• EXERCISE INSTRUCTIONS: In the listing below, the line containing "pub struct CacheConfig" marks the end; copy exactly every line from the first through that one.

• RECORDS PROVIDED:
Segment Open
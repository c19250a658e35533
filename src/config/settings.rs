use config::{Config, ConfigError, Environment, File};
use serde::Deserialize;
use std::env;
use std::time::Duration;

use crate::lifecycle::EngineConfig;
use crate::render::RendererConfig;
use crate::resolver::ResolverConfig;
use crate::template::DEFAULT_CACHE_SECONDS;
use crate::validation::{RequiredFieldSet, ValidationConfig};

#[derive(Debug, Clone, Default, Deserialize)]
pub struct Settings {
    #[serde(default)]
    pub server: ServerConfig,
    #[serde(default)]
    pub cache: CacheConfig,
    #[serde(default)]
    pub resolver: ResolverSettings,
    #[serde(default)]
    pub validation: ValidationSettings,
    #[serde(default)]
    pub logging: LoggingConfig,
}

#[derive(Debug, Clone, Deserialize)]
pub struct ServerConfig {
    #[serde(default = "default_host")]
    pub host: String,
    #[serde(default = "default_port")]
    pub port: u16,
    #[serde(default)]
    pub cors_origins: Vec<String>,
}

#[derive(Debug, Clone, Deserialize)]
pub struct CacheConfig {
    /// `memory` or `redis`
    #[serde(default = "default_cache_backend")]
    pub backend: String,
    #[serde(default = "default_redis_url")]
    pub redis_url: String,
    #[serde(default = "default_key_prefix")]
    pub key_prefix: String,
    /// Used when a variable enables caching without a duration
    #[serde(default = "default_ttl_seconds")]
    pub default_ttl_seconds: u64,
}

#[derive(Debug, Clone, Deserialize)]
pub struct ResolverSettings {
    /// Deadline for database/api/function/clinical lookups
    #[serde(default = "default_accessor_timeout_ms")]
    pub accessor_timeout_ms: u64,
    /// Deadline for the best-effort alert fetch
    #[serde(default = "default_alert_timeout_ms")]
    pub alert_timeout_ms: u64,
}

#[derive(Debug, Clone, Deserialize)]
pub struct ValidationSettings {
    /// Placeholder names that need no variable declaration
    #[serde(default = "default_builtin_variables")]
    pub builtin_variables: Vec<String>,
    /// Fields every template of a given purpose must contain
    #[serde(default = "default_required_fields")]
    pub required_fields: Vec<RequiredFieldSet>,
}

#[derive(Debug, Clone, Deserialize)]
pub struct LoggingConfig {
    /// `plain` or `json`
    #[serde(default = "default_log_format")]
    pub format: String,
}

fn default_host() -> String {
    "0.0.0.0".to_string()
}

fn default_port() -> u16 {
    8080
}

fn default_cache_backend() -> String {
    "memory".to_string()
}

fn default_redis_url() -> String {
    "redis://localhost:6379".to_string()
}

fn default_key_prefix() -> String {
    "ctpl".to_string()
}

fn default_ttl_seconds() -> u64 {
    DEFAULT_CACHE_SECONDS
}

fn default_accessor_timeout_ms() -> u64 {
    2000
}

fn default_alert_timeout_ms() -> u64 {
    1000
}

fn default_builtin_variables() -> Vec<String> {
    ValidationConfig::default().builtin_variables
}

fn default_required_fields() -> Vec<RequiredFieldSet> {
    ValidationConfig::default().required_fields
}

fn default_log_format() -> String {
    "plain".to_string()
}

impl Settings {
    pub fn new() -> Result<Self, ConfigError> {
        // Load .env file if exists
        let _ = dotenvy::dotenv();

        let run_mode = env::var("RUN_MODE").unwrap_or_else(|_| "development".into());

        let builder = Config::builder()
            .set_default("server.host", default_host())?
            .set_default("server.port", i64::from(default_port()))?
            .set_default("cache.backend", default_cache_backend())?
            .set_default("cache.default_ttl_seconds", default_ttl_seconds() as i64)?
            .set_default("resolver.accessor_timeout_ms", default_accessor_timeout_ms() as i64)?
            .set_default("resolver.alert_timeout_ms", default_alert_timeout_ms() as i64)?
            .set_default("logging.format", default_log_format())?
            .add_source(File::with_name("config/default").required(false))
            .add_source(File::with_name(&format!("config/{}", run_mode)).required(false))
            // TEMPLATE__SERVER__PORT, TEMPLATE__CACHE__BACKEND, ...
            .add_source(
                Environment::with_prefix("TEMPLATE")
                    .prefix_separator("__")
                    .separator("__")
                    .try_parsing(true)
                    .list_separator(",")
                    .with_list_parse_key("validation.builtin_variables")
                    .with_list_parse_key("server.cors_origins"),
            );

        builder.build()?.try_deserialize()
    }

    pub fn server_addr(&self) -> String {
        format!("{}:{}", self.server.host, self.server.port)
    }

    pub fn resolver_config(&self) -> ResolverConfig {
        ResolverConfig {
            accessor_timeout: Duration::from_millis(self.resolver.accessor_timeout_ms),
            default_cache_ttl_seconds: self.cache.default_ttl_seconds,
        }
    }

    pub fn renderer_config(&self) -> RendererConfig {
        RendererConfig {
            alert_timeout: Duration::from_millis(self.resolver.alert_timeout_ms),
        }
    }

    pub fn validation_config(&self) -> ValidationConfig {
        ValidationConfig {
            builtin_variables: self.validation.builtin_variables.clone(),
            required_fields: self.validation.required_fields.clone(),
        }
    }

    pub fn engine_config(&self) -> EngineConfig {
        EngineConfig {
            resolver: self.resolver_config(),
            renderer: self.renderer_config(),
            validation: self.validation_config(),
        }
    }
}

impl Default for ServerConfig {
    fn default() -> Self {
        Self {
            host: default_host(),
            port: default_port(),
            cors_origins: vec![],
        }
    }
}

impl Default for CacheConfig {
    fn default() -> Self {
        Self {
            backend: default_cache_backend(),
            redis_url: default_redis_url(),
            key_prefix: default_key_prefix(),
            default_ttl_seconds: default_ttl_seconds(),
        }
    }
}

impl Default for ResolverSettings {
    fn default() -> Self {
        Self {
            accessor_timeout_ms: default_accessor_timeout_ms(),
            alert_timeout_ms: default_alert_timeout_ms(),
        }
    }
}

impl Default for ValidationSettings {
    fn default() -> Self {
        Self {
            builtin_variables: default_builtin_variables(),
            required_fields: default_required_fields(),
        }
    }
}

impl Default for LoggingConfig {
    fn default() -> Self {
        Self {
            format: default_log_format(),
        }
    }
}

#[cfg(test)]
mod tests {
    use super::*;

    #[test]
    fn test_default_values() {
        let settings = Settings::default();
        assert_eq!(settings.server_addr(), "0.0.0.0:8080");
        assert_eq!(settings.cache.backend, "memory");
        assert_eq!(settings.cache.default_ttl_seconds, 300);
        assert_eq!(settings.resolver.accessor_timeout_ms, 2000);
    }

    #[test]
    fn test_engine_configs() {
        let settings = Settings::default();

        let resolver = settings.resolver_config();
        assert_eq!(resolver.accessor_timeout, Duration::from_secs(2));
        assert_eq!(resolver.default_cache_ttl_seconds, 300);

        let validation = settings.validation_config();
        assert!(validation
            .builtin_variables
            .iter()
            .any(|name| name == "PatientName"));
        assert_eq!(validation.required_fields.len(), 2);
    }
}
impl TemplateValidator {
    pub fn new(
        rules: Arc<dyn RuleEngine>,
        terminology: Arc<dyn TerminologyChecker>,
        formulas: Arc<dyn FormulaEvaluator>,
        config: ValidationConfig,
    ) -> Self {
        Self {
            rules,
            terminology,
            formulas,
            config,
        }
    }

    /// Full validation across all five categories
    pub async fn validate(&self, template: &Template) -> ValidationReport {
        let mut report = ValidationReport::new();

        check_structure(template, &mut report);
        self.check_content(template, &mut report);
        self.check_clinical(template, &mut report).await;
        self.check_data_binding(template, &mut report);
        check_security(template, &mut report);

        tracing::debug!(
            template_id = %template.id,
            version = template.version,
            errors = report.error_count(),
            warnings = report.warning_count(),
            "Template validated"
        );

        report
    }

    /// Aggregate invariants enforced on every save: non-empty names, unique
    /// non-negative order indices and unique variable names.
    pub fn check_invariants(template: &Template) -> ValidationReport {
        let mut report = ValidationReport::new();
        check_invariants_into(template, &mut report);
        report
    }

    fn check_content(&self, template: &Template, report: &mut ValidationReport) {
        let category = ValidationCategory::Content;

        let declared: HashSet<&str> = template.variables.iter().map(|v| v.name.as_str()).collect();
        let builtin: HashSet<&str> = self
            .config
            .builtin_variables
            .iter()
            .map(String::as_str)
            .collect();

        let texts = template
            .header_content
            .iter()
            .chain(template.footer_content.iter())
            .chain(template.sections.iter().map(|s| &s.content));

        let mut reported = HashSet::new();
        for text in texts {
            for name in placeholder_names(text) {
                if declared.contains(name.as_str()) || builtin.contains(name.as_str()) {
                    continue;
                }
                if reported.insert(name.clone()) {
                    report.error(
                        category,
                        Some(name.as_str()),
                        format!("Invalid variable reference: {}", name),
                    );
                }
            }
        }

        for (_, field) in template.fields() {
            match &field.field_type {
                FieldType::Custom(name) if name.trim().is_empty() => report.error(
                    category,
                    Some(field.name.as_str()),
                    format!("Field type is required: {}", field.name),
                ),
                FieldType::Custom(name) => report.warning(
                    category,
                    Some(field.name.as_str()),
                    format!("Unrecognized field type '{}' on field: {}", name, field.name),
                ),
                FieldType::Select | FieldType::Radio if field.options.is_empty() => report.warning(
                    category,
                    Some(field.name.as_str()),
                    format!("Choice field has no options: {}", field.name),
                ),
                _ => {}
            }

            let has_message = field
                .validation_message
                .as_deref()
                .is_some_and(|m| !m.trim().is_empty());
            if field.is_required && !has_message {
                report.error(
                    category,
                    Some(field.name.as_str()),
                    format!("Required field needs a validation message: {}", field.name),
                );
            }
        }
    }

    async fn check_clinical(&self, template: &Template, report: &mut ValidationReport) {
        let category = ValidationCategory::Clinical;

        if let Some(purpose) = template.purpose.as_deref() {
            let required = self
                .config
                .required_fields
                .iter()
                .find(|set| set.purpose.eq_ignore_ascii_case(purpose.trim()));

            if let Some(required) = required {
                for name in &required.fields {
                    let present = template
                        .fields()
                        .any(|(_, field)| field.name.eq_ignore_ascii_case(name));
                    if !present {
                        report.error(
                            category,
                            Some(name.as_str()),
                            format!("Missing required clinical field: {}", name),
                        );
                    }
                }
            }
        }

        if template.enable_decision_support {
            if template.associated_rule_ids.is_empty() {
                report.warning(
                    category,
                    None,
                    "Decision support is enabled but no rules are associated",
                );
            }

            for rule_id in &template.associated_rule_ids {
                let field = rule_id.to_string();
                match self.rules.get_rule(*rule_id).await {
                    Ok(Some(rule)) if rule.is_active => {}
                    Ok(Some(_)) => report.error(
                        category,
                        Some(field.as_str()),
                        format!("Inactive clinical rule reference: {}", rule_id),
                    ),
                    Ok(None) => report.error(
                        category,
                        Some(field.as_str()),
                        format!("Invalid clinical rule reference: {}", rule_id),
                    ),
                    Err(e) => report.error(
                        category,
                        Some(field.as_str()),
                        format!("Could not verify clinical rule {}: {}", rule_id, e),
                    ),
                }
            }
        }

        for (_, field) in template.fields() {
            let codes = [
                (CodeSystem::Snomed, field.terminology.snomed.as_deref()),
                (CodeSystem::Loinc, field.terminology.loinc.as_deref()),
            ];
            for (system, code) in codes {
                let Some(code) = code.map(str::trim).filter(|c| !c.is_empty()) else {
                    continue;
                };
                if !self.terminology.is_valid(system, code).await {
                    report.error(
                        category,
                        Some(field.name.as_str()),
                        format!("Invalid {} code: {}", system, code),
                    );
                }
            }
        }
    }

    fn check_data_binding(&self, template: &Template, report: &mut ValidationReport) {
        let category = ValidationCategory::DataBinding;

        for section in &template.sections {
            if let Some(source) = &section.data_source {
                if let Err(problem) = check_data_source(source) {
                    report.error(
                        category,
                        Some(section.name.as_str()),
                        format!(
                            "Invalid data source configuration in section {}: {}",
                            section.name, problem
                        ),
                    );
                }
            }
        }

        for (_, field) in template.fields().filter(|(_, f)| f.is_calculated) {
            let formula = field.calculation_formula.as_deref().unwrap_or_default();
            let problem = if formula.trim().is_empty() {
                Some("formula is empty".to_string())
            } else {
                self.formulas.check(formula).err().map(|e| e.to_string())
            };

            if let Some(problem) = problem {
                report.error(
                    category,
                    Some(field.name.as_str()),
                    format!("Invalid calculation formula in field {}: {}", field.name, problem),
                );
            }
        }
    }
}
Segment Closed
• RESPONSE AREA:
repository c19250a658e35533
filename src/config/settings.rs
use config::{Config, ConfigError, Environment, File};
use serde::Deserialize;
use std::env;
use std::time::Duration;

use crate::lifecycle::EngineConfig;
use crate::render::RendererConfig;
use crate::resolver::ResolverConfig;
use crate::template::DEFAULT_CACHE_SECONDS;
use crate::validation::{RequiredFieldSet, ValidationConfig};

#[derive(Debug, Clone, Default, Deserialize)]
pub struct Settings {
    #[serde(default)]
    pub server: ServerConfig,
    #[serde(default)]
    pub cache: CacheConfig,
    #[serde(default)]
    pub resolver: ResolverSettings,
    #[serde(default)]
    pub validation: ValidationSettings,
    #[serde(default)]
    pub logging: LoggingConfig,
}

#[derive(Debug, Clone, Deserialize)]
pub struct ServerConfig {
    #[serde(default = "default_host")]
    pub host: String,
    #[serde(default = "default_port")]
    pub port: u16,
    #[serde(default)]
    pub cors_origins: Vec<String>,
}

#[derive(Debug, Clone, Deserialize)]
pub struct CacheConfig {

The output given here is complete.